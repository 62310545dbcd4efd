use anyhow::Result;
use serde::{Deserialize, Serialize};
use std::fs;
use std::path::PathBuf;

/// Global configuration loaded from `~/.config/netcache/config.toml`.
#[derive(Debug, Clone, Serialize, Deserialize)]
pub struct NetConfig {
    /// Cache root override. Defaults to the XDG cache dir plus "netcache".
    #[serde(default)]
    pub cache_dir: Option<PathBuf>,
    /// Small-icon width in pixels, used when no theme supplies a size.
    pub icon_width: u32,
    /// Small-icon height in pixels.
    pub icon_height: u32,
    /// HTTP connect timeout in seconds.
    pub connect_timeout_secs: u64,
    /// Total HTTP transfer timeout in seconds.
    pub timeout_secs: u64,
    /// Maximum redirect hops followed per fetch.
    pub max_redirects: u32,
    /// Capacity of the in-memory icon cache (entries). Oldest evicted first.
    pub memory_cache_capacity: usize,
}

impl Default for NetConfig {
    fn default() -> Self {
        Self {
            cache_dir: None,
            icon_width: 16,
            icon_height: 16,
            connect_timeout_secs: 15,
            timeout_secs: 30,
            max_redirects: 5,
            memory_cache_capacity: 256,
        }
    }
}

pub fn config_path() -> Result<PathBuf> {
    let xdg_dirs = xdg::BaseDirectories::with_prefix("netcache")?;
    Ok(xdg_dirs.place_config_file("config.toml")?)
}

/// Load configuration from disk, creating a default file if none exists.
pub fn load_or_init() -> Result<NetConfig> {
    let path = config_path()?;
    if !path.exists() {
        let default_cfg = NetConfig::default();
        let toml = toml::to_string_pretty(&default_cfg)?;
        if let Some(parent) = path.parent() {
            fs::create_dir_all(parent)?;
        }
        fs::write(&path, toml)?;
        tracing::info!("created default config at {}", path.display());
        return Ok(default_cfg);
    }

    let data = fs::read_to_string(&path)?;
    let cfg: NetConfig = toml::from_str(&data)?;
    Ok(cfg)
}
//! Remote HTTP(S) fetch backend over curl.
//!
//! One GET per fetch, redirects followed up to the configured limit. The
//! header callback maps each hop's status line to a `Status` and runs the
//! caller's status callback at the end of that hop's headers; returning
//! `false` from it aborts the transfer from inside curl, which is the
//! cancellation primitive. The body accumulates in memory and is handed to
//! the transfer callback exactly once, partial bytes included on failure.

use crate::config::NetConfig;
use crate::request::{FetchError, Request, Status, StatusFn, TransferFn};
use std::cell::{Cell, RefCell};
use std::str;
use std::time::Duration;

/// Per-hop response state collected from header lines.
#[derive(Default)]
struct Hop {
    code: u32,
    content_type: Option<String>,
    location: Option<String>,
}

pub(super) fn fetch(
    config: &NetConfig,
    request: Request,
    status_cb: Option<StatusFn>,
    transfer_cb: Option<TransferFn>,
) -> Result<(), FetchError> {
    let mut easy = curl::easy::Easy::new();
    if let Err(e) = configure(&mut easy, config, &request.uri) {
        return deliver_failure(request, status_cb, transfer_cb, e);
    }

    let request = RefCell::new(request);
    let status_cb = RefCell::new(status_cb);
    let hop = RefCell::new(Hop::default());
    let body: RefCell<Vec<u8>> = RefCell::new(Vec::new());
    let cancelled = Cell::new(false);
    let status_seen = Cell::new(false);

    let result: Result<(), curl::Error> = (|| {
        let mut transfer = easy.transfer();
        transfer.header_function(|line| {
            let text = match str::from_utf8(line) {
                Ok(t) => t.trim_end(),
                Err(_) => return true,
            };
            if text.starts_with("HTTP/") {
                // New hop: reset hop state, drop any redirect body bytes.
                let code = text
                    .split_whitespace()
                    .nth(1)
                    .and_then(|c| c.parse::<u32>().ok())
                    .unwrap_or(0);
                *hop.borrow_mut() = Hop {
                    code,
                    ..Hop::default()
                };
                body.borrow_mut().clear();
                return true;
            }
            if text.is_empty() {
                // End of this hop's headers.
                let code = hop.borrow().code;
                if code / 100 == 1 {
                    // Informational response, the real one follows.
                    return true;
                }
                {
                    let h = hop.borrow();
                    let mut req = request.borrow_mut();
                    req.status = match h.code {
                        200 => Status::Verified,
                        301 => Status::Moved,
                        _ => Status::NotFound,
                    };
                    req.mime_type = h.content_type.clone();
                    req.location = h.location.clone();
                }
                if let Some(cb) = status_cb.borrow_mut().as_mut() {
                    status_seen.set(true);
                    if !cb(&request.borrow()) {
                        cancelled.set(true);
                        return false;
                    }
                }
                return true;
            }
            if let Some((name, value)) = text.split_once(':') {
                let mut h = hop.borrow_mut();
                let value = value.trim();
                if name.eq_ignore_ascii_case("content-type") {
                    let mime = value.split(';').next().unwrap_or(value).trim();
                    h.content_type = Some(mime.to_string());
                } else if name.eq_ignore_ascii_case("location") {
                    h.location = Some(value.to_string());
                }
            }
            true
        })?;
        transfer.write_function(|data| {
            body.borrow_mut().extend_from_slice(data);
            Ok(data.len())
        })?;
        transfer.perform()
    })();

    let mut request = request.into_inner();
    let mut status_cb = status_cb.into_inner();
    let data = body.into_inner();
    if !data.is_empty() {
        request.data = Some(data);
    }

    match result {
        Ok(()) => {
            if cancelled.get() {
                return Ok(());
            }
            if let Some(cb) = transfer_cb {
                cb(&request);
            }
            let code = easy.response_code().unwrap_or(0);
            if (200..300).contains(&code) {
                Ok(())
            } else {
                Err(FetchError::Http(code))
            }
        }
        Err(_) if cancelled.get() => {
            tracing::debug!(uri = %request.uri, "fetch cancelled by status callback");
            Ok(())
        }
        Err(e) => {
            request.status = Status::Failed;
            let mut proceed = true;
            if !status_seen.get() {
                if let Some(cb) = status_cb.as_mut() {
                    proceed = cb(&request);
                }
            }
            if proceed {
                if let Some(cb) = transfer_cb {
                    // Partial data, if any arrived, is still exposed.
                    cb(&request);
                }
            }
            Err(FetchError::Curl(e))
        }
    }
}

fn configure(
    easy: &mut curl::easy::Easy,
    config: &NetConfig,
    uri: &str,
) -> Result<(), curl::Error> {
    easy.url(uri)?;
    easy.get(true)?;
    easy.follow_location(true)?;
    easy.max_redirections(config.max_redirects)?;
    easy.connect_timeout(Duration::from_secs(config.connect_timeout_secs))?;
    easy.timeout(Duration::from_secs(config.timeout_secs))?;
    Ok(())
}

/// Setup failed before any transfer started: report `Failed` through the
/// normal callback ladder rather than letting the error cross the façade.
fn deliver_failure(
    mut request: Request,
    mut status_cb: Option<StatusFn>,
    transfer_cb: Option<TransferFn>,
    e: curl::Error,
) -> Result<(), FetchError> {
    request.status = Status::Failed;
    let mut proceed = true;
    if let Some(cb) = status_cb.as_mut() {
        proceed = cb(&request);
    }
    if proceed {
        if let Some(cb) = transfer_cb {
            cb(&request);
        }
    }
    Err(FetchError::Curl(e))
}
//! Fundflow CLI: shares scraping, backfill and flow report commands.
//!
//! Commands:
//! - `scrape`: latest shares snapshot for every configured fund
//! - `backfill`: historical snapshots over a business-day range
//! - `flows`: optional scrape, then one JSON flow report per fund
//! - `history`: coverage of the shares history table
//! - `cache status`: date ranges held in the price cache

use anyhow::{bail, Context, Result};
use chrono::NaiveDate;
use clap::{Parser, Subcommand};
use fundflow_core::data::{CircuitBreaker, ISharesProvider, PriceCache, YahooProvider};
use fundflow_core::{SharesHistory, TickerList};
use fundflow_runner::{
    run_backfill, run_flows, run_scrape, BackfillOptions, FlowOptions, PipelineConfig,
    Providers, ScrapeOutcome, SymbolOutcome,
};
use std::path::{Path, PathBuf};
use std::sync::Arc;
use std::time::Duration;
use tracing_subscriber::EnvFilter;

#[derive(Parser)]
#[command(name = "fundflow", about = "Fundflow: ETF fund flows from shares outstanding")]
struct Cli {
    /// Pipeline config (TOML). Defaults apply when omitted.
    #[arg(long, global = true)]
    config: Option<PathBuf>,

    /// Ticker list, overriding `tickers_file` from the config.
    #[arg(long, global = true)]
    tickers: Option<PathBuf>,

    /// Emit logs as JSON lines (also FUNDFLOW_LOG_FORMAT=json).
    #[arg(long, global = true, default_value_t = false)]
    json_logs: bool,

    #[command(subcommand)]
    command: Commands,
}

#[derive(Subcommand)]
enum Commands {
    /// Scrape the latest shares outstanding for every configured fund.
    Scrape,
    /// Request historical snapshots for each business day in a range.
    Backfill {
        /// Start date (YYYY-MM-DD). Defaults to `backfill_start` from the config.
        #[arg(long)]
        start: Option<String>,

        /// End date (YYYY-MM-DD). Defaults to yesterday.
        #[arg(long)]
        end: Option<String>,

        /// Pause between requests in milliseconds, overriding the config.
        #[arg(long)]
        delay_ms: Option<u64>,
    },
    /// Build flow reports for the configured funds.
    Flows {
        /// Prices from the cache only; no scrape and no enrichment.
        #[arg(long, default_value_t = false)]
        offline: bool,

        /// Use the existing shares history without scraping first.
        #[arg(long, default_value_t = false)]
        skip_scrape: bool,

        /// Restrict the run to these symbols.
        #[arg(long = "symbol")]
        symbols: Vec<String>,
    },
    /// Show shares history coverage, or the full series for one symbol.
    History {
        #[arg(long)]
        symbol: Option<String>,
    },
    /// Price cache commands.
    Cache {
        #[command(subcommand)]
        action: CacheAction,
    },
}

#[derive(Subcommand)]
enum CacheAction {
    /// Report cached date ranges and bar counts per configured fund.
    Status,
}

fn main() -> Result<()> {
    let cli = Cli::parse();
    init_logging(cli.json_logs);

    let mut config = PipelineConfig::load_or_default(cli.config.as_deref())?;
    if let Some(tickers) = cli.tickers {
        config.tickers_file = tickers;
    }
    tracing::debug!(
        tickers = %config.tickers_file.display(),
        history = %config.history_csv.display(),
        output = %config.output_dir.display(),
        "configuration loaded"
    );

    match cli.command {
        Commands::Scrape => run_scrape_cmd(&config),
        Commands::Backfill {
            start,
            end,
            delay_ms,
        } => run_backfill_cmd(&config, start.as_deref(), end.as_deref(), delay_ms),
        Commands::Flows {
            offline,
            skip_scrape,
            symbols,
        } => run_flows_cmd(&config, offline, skip_scrape, &symbols),
        Commands::History { symbol } => run_history(&config.history_csv, symbol.as_deref()),
        Commands::Cache { action } => match action {
            CacheAction::Status => run_cache_status(&config),
        },
    }
}

fn init_logging(json_flag: bool) {
    let filter = EnvFilter::try_from_default_env().unwrap_or_else(|_| EnvFilter::new("info"));
    let json = json_flag
        || std::env::var("FUNDFLOW_LOG_FORMAT").is_ok_and(|v| v.eq_ignore_ascii_case("json"));

    let builder = tracing_subscriber::fmt()
        .with_env_filter(filter)
        .with_writer(std::io::stderr);
    if json {
        builder.json().init();
    } else {
        builder.init();
    }
}

fn load_tickers(config: &PipelineConfig) -> Result<TickerList> {
    TickerList::from_file(&config.tickers_file)
        .with_context(|| format!("loading tickers from {}", config.tickers_file.display()))
}

fn parse_date(s: &str) -> Result<NaiveDate> {
    NaiveDate::parse_from_str(s, "%Y-%m-%d").with_context(|| format!("invalid date '{s}'"))
}

fn ishares_provider(config: &PipelineConfig) -> Result<ISharesProvider> {
    let circuit_breaker = Arc::new(CircuitBreaker::default_provider());
    Ok(ISharesProvider::with_base_url(
        &config.ishares_base_url,
        circuit_breaker,
    )?)
}

fn run_scrape_cmd(config: &PipelineConfig) -> Result<()> {
    let tickers = load_tickers(config)?;
    let provider = ishares_provider(config)?;

    let (summary, history) = run_scrape(config, &tickers, &provider)?;

    println!(
        "Shares history saved to {} ({} entries)",
        config.history_csv.display(),
        history.len()
    );
    if summary.stored_count() == 0 {
        println!("WARNING: no shares data scraped");
    }
    for (symbol, outcome) in &summary.results {
        match outcome {
            ScrapeOutcome::Stored { as_of, shares, .. } => {
                println!("  {symbol}: {as_of} = {shares} shares outstanding")
            }
            ScrapeOutcome::Skipped => println!("  {symbol}: no iShares config, skipped"),
            ScrapeOutcome::Failed(e) => println!("  {symbol}: failed ({e})"),
        }
    }
    Ok(())
}

fn run_backfill_cmd(
    config: &PipelineConfig,
    start: Option<&str>,
    end: Option<&str>,
    delay_ms: Option<u64>,
) -> Result<()> {
    let start = match start {
        Some(s) => parse_date(s)?,
        None => config.backfill_start,
    };
    let end = match end {
        Some(e) => parse_date(e)?,
        None => chrono::Local::now().date_naive() - chrono::Duration::days(1),
    };
    if end < start {
        bail!("--end {end} is before --start {start}");
    }

    let tickers = load_tickers(config)?;
    let provider = ishares_provider(config)?;
    let opts = BackfillOptions {
        start,
        end,
        delay: delay_ms.map_or_else(|| config.request_delay(), Duration::from_millis),
    };

    println!("=== Shares backfill: {start} to {end} ===");
    let (report, history) = run_backfill(config, &tickers, &provider, &opts)?;

    println!();
    println!(
        "{:<8} {:>8} {:>8} {:>8} {:>8} {:>10} {:>9}",
        "Symbol", "Added", "Had", "NoData", "Mismatch", "Failures", "Abandoned"
    );
    println!("{}", "-".repeat(66));
    for t in &report.tickers {
        if t.unconfigured {
            println!("{:<8} (no iShares config)", t.symbol);
            continue;
        }
        println!(
            "{:<8} {:>8} {:>8} {:>8} {:>8} {:>10} {:>9}",
            t.symbol,
            t.added,
            t.skipped_existing,
            t.no_data,
            t.date_mismatch,
            t.request_failures,
            t.abandoned
        );
    }
    println!();
    if report.total_added() > 0 {
        println!(
            "Saved {} total entries to {} (+{} new)",
            history.len(),
            config.history_csv.display(),
            report.total_added()
        );
    } else {
        println!("No new data to save.");
    }
    Ok(())
}

fn run_flows_cmd(
    config: &PipelineConfig,
    offline: bool,
    skip_scrape: bool,
    symbols: &[String],
) -> Result<()> {
    let mut tickers = load_tickers(config)?;
    if !symbols.is_empty() {
        tickers = tickers.select(symbols)?;
    }

    let shares_cb = Arc::new(CircuitBreaker::default_provider());
    let yahoo_cb = Arc::new(CircuitBreaker::default_provider());
    let ishares = ISharesProvider::with_base_url(&config.ishares_base_url, shares_cb)?;
    let yahoo = YahooProvider::with_endpoints(config.yahoo_endpoints(), yahoo_cb)?;

    let providers = if offline {
        Providers::default()
    } else {
        Providers {
            shares: Some(&ishares),
            prices: Some(&yahoo),
            fund_data: Some(&yahoo),
        }
    };
    let opts = FlowOptions {
        offline,
        skip_scrape,
        ..FlowOptions::now()
    };

    let summary = run_flows(config, &tickers, providers, &opts)?;

    if let Some(scrape) = &summary.scrape {
        println!(
            "Scrape: {} stored, {} changed, {} failed",
            scrape.stored_count(),
            scrape.changed_count(),
            scrape.failed_count()
        );
    }
    for (symbol, outcome) in &summary.symbols {
        match outcome {
            SymbolOutcome::Written { path, flows, .. } => {
                println!("  Wrote {} ({flows} data points)", path.display())
            }
            SymbolOutcome::Skipped { reason } => println!("Skipping {symbol}: {reason}"),
        }
    }
    println!("{} of {} reports written.", summary.written(), summary.symbols.len());
    Ok(())
}

fn run_history(history_csv: &Path, symbol: Option<&str>) -> Result<()> {
    let history = SharesHistory::load(history_csv)
        .with_context(|| format!("loading {}", history_csv.display()))?;

    if history.is_empty() {
        println!("Shares history is empty: {}", history_csv.display());
        return Ok(());
    }

    if let Some(symbol) = symbol {
        let symbol = symbol.trim().to_ascii_uppercase();
        let series = history.get_series(&symbol);
        if series.is_empty() {
            println!("No observations for {symbol}");
            return Ok(());
        }
        println!("{:<12} {:>16}", "Date", "Shares");
        println!("{}", "-".repeat(29));
        for point in &series {
            println!("{:<12} {:>16}", point.date, point.shares);
        }
        return Ok(());
    }

    println!("History: {}", history_csv.display());
    println!("Entries: {}", history.len());
    println!();
    println!(
        "{:<8} {:>8} {:<12} {:<12} {:>16}",
        "Symbol", "Obs", "First", "Last", "Latest Shares"
    );
    println!("{}", "-".repeat(60));
    for stats in history.symbol_stats() {
        println!(
            "{:<8} {:>8} {:<12} {:<12} {:>16}",
            stats.symbol,
            stats.observations,
            stats.first_date,
            stats.last_date,
            stats.latest_shares
        );
    }
    Ok(())
}

fn run_cache_status(config: &PipelineConfig) -> Result<()> {
    let tickers = load_tickers(config)?;
    let cache = PriceCache::new(&config.price_cache_dir);

    println!("Cache: {}", cache.cache_dir().display());
    println!();
    println!("{:<8} {:<25} {:>8} {:<20}", "Symbol", "Date Range", "Bars", "Fetched");
    println!("{}", "-".repeat(64));
    for symbol in tickers.symbols() {
        match cache.entry(symbol) {
            Some(entry) => println!(
                "{:<8} {:<25} {:>8} {:<20}",
                symbol,
                format!("{} to {}", entry.first_date, entry.last_date),
                entry.bars,
                entry.fetched_at.format("%Y-%m-%d %H:%M").to_string()
            ),
            None => println!("{:<8} {:<25} {:>8}", symbol, "(not cached)", "-"),
        }
    }
    Ok(())
}
//! Per-symbol flow report: the JSON document the dashboard reads.
//!
//! Values are rounded half-to-even on the way out: closes and weights to two
//! decimals, flows to whole currency units.

use chrono::{NaiveDate, NaiveDateTime};
use fundflow_core::data::{FundDataProvider, FundHoldings, FundProfile, SectorWeights};
use fundflow_core::{FlowRecord, FlowSummary};
use serde::{Deserialize, Serialize};

pub const TIMESTAMP_FORMAT: &str = "%Y-%m-%d %H:%M:%S";

#[derive(Debug, Clone, PartialEq, Serialize, Deserialize)]
pub struct FlowReport {
    pub ticker: String,
    pub name: String,
    pub last_updated: String,
    pub metadata: ReportMetadata,
    pub summary: ReportSummary,
    pub holdings: Vec<ReportHolding>,
    /// Percent weights in the provider's order.
    pub sectors: SectorWeights,
    pub flows: Vec<ReportFlow>,
}

#[derive(Debug, Clone, PartialEq, Serialize, Deserialize)]
pub struct ReportMetadata {
    pub aum: Option<f64>,
    pub nav: f64,
    pub expense_ratio: Option<f64>,
    /// Latest merged shares value, not the provider's profile figure.
    pub shares_outstanding: Option<u64>,
    pub currency: String,
}

#[derive(Debug, Clone, Copy, Default, PartialEq, Serialize, Deserialize)]
pub struct ReportSummary {
    pub daily: f64,
    pub weekly: f64,
    pub monthly: f64,
    pub three_month: f64,
    pub six_month: f64,
}

#[derive(Debug, Clone, PartialEq, Serialize, Deserialize)]
pub struct ReportHolding {
    pub name: String,
    pub symbol: String,
    /// Percent of fund assets.
    pub weight: f64,
}

#[derive(Debug, Clone, PartialEq, Serialize, Deserialize)]
pub struct ReportFlow {
    pub date: NaiveDate,
    pub close: f64,
    pub shares: u64,
    pub daily_flow: f64,
    pub weekly_flow: f64,
    pub monthly_flow: f64,
    pub three_month_flow: f64,
    pub six_month_flow: f64,
    pub cumulative_flow: f64,
}

/// Secondary report data. Either half may be missing without failing the report.
#[derive(Debug, Clone, Default, PartialEq)]
pub struct Enrichment {
    pub profile: FundProfile,
    pub holdings: FundHoldings,
}

impl Enrichment {
    /// Fetch profile and holdings, degrading each to empty on failure.
    pub fn fetch(provider: &dyn FundDataProvider, symbol: &str) -> Self {
        if !provider.is_available() {
            tracing::warn!(symbol, provider = provider.name(), "fund data provider unavailable");
            return Self::default();
        }

        let profile = provider.fetch_profile(symbol).unwrap_or_else(|e| {
            tracing::warn!(symbol, error = %e, "could not fetch fund profile");
            FundProfile::default()
        });
        let holdings = provider.fetch_holdings(symbol).unwrap_or_else(|e| {
            tracing::warn!(symbol, error = %e, "could not fetch fund holdings");
            FundHoldings::default()
        });

        Self { profile, holdings }
    }
}

/// Everything [`FlowReport::build`] needs besides enrichment.
#[derive(Debug, Clone, Copy)]
pub struct ReportInput<'a> {
    pub symbol: &'a str,
    /// Records inside the reporting window.
    pub records: &'a [FlowRecord],
    /// Latest values over the full derived series.
    pub summary: FlowSummary,
    pub latest_shares: Option<u64>,
    pub generated_at: NaiveDateTime,
    pub top_holdings: usize,
}

impl FlowReport {
    pub fn build(input: ReportInput<'_>, enrichment: &Enrichment) -> Self {
        let profile = &enrichment.profile;

        let holdings = enrichment
            .holdings
            .holdings
            .iter()
            .take(input.top_holdings)
            .map(|h| ReportHolding {
                name: h.name.clone(),
                symbol: h.symbol.clone(),
                weight: percent(h.weight),
            })
            .collect();

        let sectors = enrichment
            .holdings
            .sectors
            .iter()
            .map(|(sector, w)| (sector, percent(w)))
            .collect();

        Self {
            ticker: input.symbol.to_string(),
            name: profile
                .name
                .clone()
                .unwrap_or_else(|| input.symbol.to_string()),
            last_updated: input.generated_at.format(TIMESTAMP_FORMAT).to_string(),
            metadata: ReportMetadata {
                aum: profile.aum,
                nav: round_to(profile.nav.unwrap_or(0.0), 2),
                expense_ratio: profile.expense_ratio,
                shares_outstanding: input.latest_shares,
                currency: profile.currency.clone().unwrap_or_else(|| "USD".to_string()),
            },
            summary: ReportSummary::from(input.summary),
            holdings,
            sectors,
            flows: input.records.iter().map(ReportFlow::from).collect(),
        }
    }
}

impl From<FlowSummary> for ReportSummary {
    fn from(s: FlowSummary) -> Self {
        Self {
            daily: whole(s.daily),
            weekly: whole(s.weekly),
            monthly: whole(s.monthly),
            three_month: whole(s.three_month),
            six_month: whole(s.six_month),
        }
    }
}

impl From<&FlowRecord> for ReportFlow {
    fn from(r: &FlowRecord) -> Self {
        Self {
            date: r.date,
            close: round_to(r.close, 2),
            shares: r.shares,
            daily_flow: whole(r.daily_flow),
            weekly_flow: whole(r.weekly_flow),
            monthly_flow: whole(r.monthly_flow),
            three_month_flow: whole(r.three_month_flow),
            six_month_flow: whole(r.six_month_flow),
            cumulative_flow: whole(r.cumulative_flow),
        }
    }
}

/// Round half-to-even at `decimals` places.
pub fn round_to(value: f64, decimals: i32) -> f64 {
    if !value.is_finite() {
        return 0.0;
    }
    let scale = 10f64.powi(decimals);
    (value * scale).round_ties_even() / scale
}

fn whole(value: f64) -> f64 {
    round_to(value, 0)
}

/// Fraction to percent, two decimals.
fn percent(fraction: f64) -> f64 {
    round_to(fraction * 100.0, 2)
}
....
Word for word, repeat the data from its first line through the line with "pub struct NetConfig", including both of those lines and no others.

repository 62310545dbcd4efd
use anyhow::Result;
use serde::{Deserialize, Serialize};
use std::fs;
use std::path::PathBuf;

/// Global configuration loaded from `~/.config/netcache/config.toml`.
#[derive(Debug, Clone, Serialize, Deserialize)]
pub struct NetConfig {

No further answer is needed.